Therefore, I decided to track how well the nation was succeeding at this version of “build back better” by monitoring the official quarterly reports on economic growth to examine the importance of housing and consumption (which I called the “toxic combination”) in the nation’s economic profile and whether and how they were changing.

For some perspective, in the third quarter of 2005, as the spending and housing bubbles were at their worst, these two segments of the economy accounted for 73.90 percent of the gross domestic product (GDP – the standard measure of the economy’s size) adjusted for inflation (the most widely followed of the GDP data. By the end of the Great Recession caused by the bursting of these bubbles, in the second quarter of 2009, this figure was down to 71.55 percent – mainly because housing had crashed.
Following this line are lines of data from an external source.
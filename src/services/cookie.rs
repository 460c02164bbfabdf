use std::sync::Arc;
use std::time::Duration;

use cbc::cipher::{block_padding::Pkcs7, BlockDecryptMut, BlockEncryptMut, KeyIvInit};
use tower_cookies::cookie::{time, SameSite};
use tower_cookies::Cookie;

use crate::crypto::aes::BLOCK_SIZE;
use crate::crypto::random::random_bytes;
use crate::error::{AppError, Result};
use crate::models::session::Session;
use crate::services::keys::KeyRing;
use crate::services::revocation::RevocationRegistry;

type Aes256CbcEnc = cbc::Encryptor<aes::Aes256>;
type Aes256CbcDec = cbc::Decryptor<aes::Aes256>;

/// Name of the session cookie.
pub const COOKIE_NAME: &str = "auth";

/// Seals sessions into cookie values and opens them again.
///
/// A cookie value is `hex(iv || AES-256-CBC(pkcs7(session query string)))`
/// with a random IV and no MAC.
#[derive(Clone)]
pub struct SessionCodec {
    keys: KeyRing,
    revocations: Arc<RevocationRegistry>,
    session_duration: Duration,
}

impl SessionCodec {
    pub fn new(keys: KeyRing, revocations: Arc<RevocationRegistry>, session_duration: Duration) -> Self {
        Self {
            keys,
            revocations,
            session_duration,
        }
    }

    /// Builds the session cookie for a freshly authenticated user.
    pub fn new_cookie(&self, username: &str, real_name: &str, roles: &[String]) -> Result<Cookie<'static>> {
        let session = Session::new(username, real_name, roles, self.session_duration);
        let value = self.seal(&session)?;

        let mut cookie = Cookie::new(COOKIE_NAME, value);
        cookie.set_secure(true);
        cookie.set_http_only(true);
        cookie.set_same_site(SameSite::Lax);
        cookie.set_max_age(time::Duration::seconds(self.session_duration.as_secs() as i64));
        cookie.set_path("/");

        tracing::debug!("🍪 Issued session cookie for {}", username);
        Ok(cookie)
    }

    /// Encrypts `session` into a cookie value.
    pub fn seal(&self, session: &Session) -> Result<String> {
        let key = self.keys.cookie_encryption_key()?;
        let iv = random_bytes(BLOCK_SIZE);
        let ciphertext = Aes256CbcEnc::new_from_slices(key.as_bytes(), &iv)
            .map_err(|e| AppError::Encryption(format!("CBC setup failed: {}", e)))?
            .encrypt_padded_vec_mut::<Pkcs7>(session.to_query_string().as_bytes());

        let mut out = iv;
        out.extend_from_slice(&ciphertext);
        Ok(hex::encode(out))
    }

    /// Decrypts a cookie value.
    ///
    /// A revoked value yields `Ok(None)`. Bad hex, a length that is under two
    /// blocks or not block-aligned, and bad padding are all `InvalidCookie`.
    /// The expiry inside the cookie is not checked.
    pub fn parse_cookie(&self, value: &str) -> Result<Option<Session>> {
        if self.revocations.is_revoked(value) {
            return Ok(None);
        }

        let raw = hex::decode(value).map_err(|_| AppError::InvalidCookie)?;
        if raw.len() < BLOCK_SIZE * 2 || raw.len() % BLOCK_SIZE != 0 {
            return Err(AppError::InvalidCookie);
        }
        let (iv, ciphertext) = raw.split_at(BLOCK_SIZE);

        let key = self.keys.cookie_encryption_key()?;
        // PKCS#7 unpadding checks every pad byte and rejects lengths of 0 or over a block
        let query = Aes256CbcDec::new_from_slices(key.as_bytes(), iv)
            .map_err(|e| AppError::Encryption(format!("CBC setup failed: {}", e)))?
            .decrypt_padded_vec_mut::<Pkcs7>(ciphertext)
            .map_err(|_| AppError::InvalidCookie)?;

        Ok(Some(Session::from_query_string(&String::from_utf8_lossy(&query))))
    }
}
At the end of the Obama administration (the fourth quarter of 2016), the toxic combination has rebounded to represent 72.31 percent of after-inflation GDP. So in quality-of-growth terms, the economy was heading in the wrong direction. And under President Trump, this discouraging trend continued. As of the fourth quarter of 2019 (the last quarter before the pandemic began significantly affecting the economy), this figure rose further, to 73.19 percent.

Yesterday, the government reported on GDP for the second quarter of this year, and it revealed that the toxic combination share of the economy in constant dollar terms to 74.24 percent. In other words, the toxic combination had become a bigger part of the economy than during the most heated housing and spending bubble days.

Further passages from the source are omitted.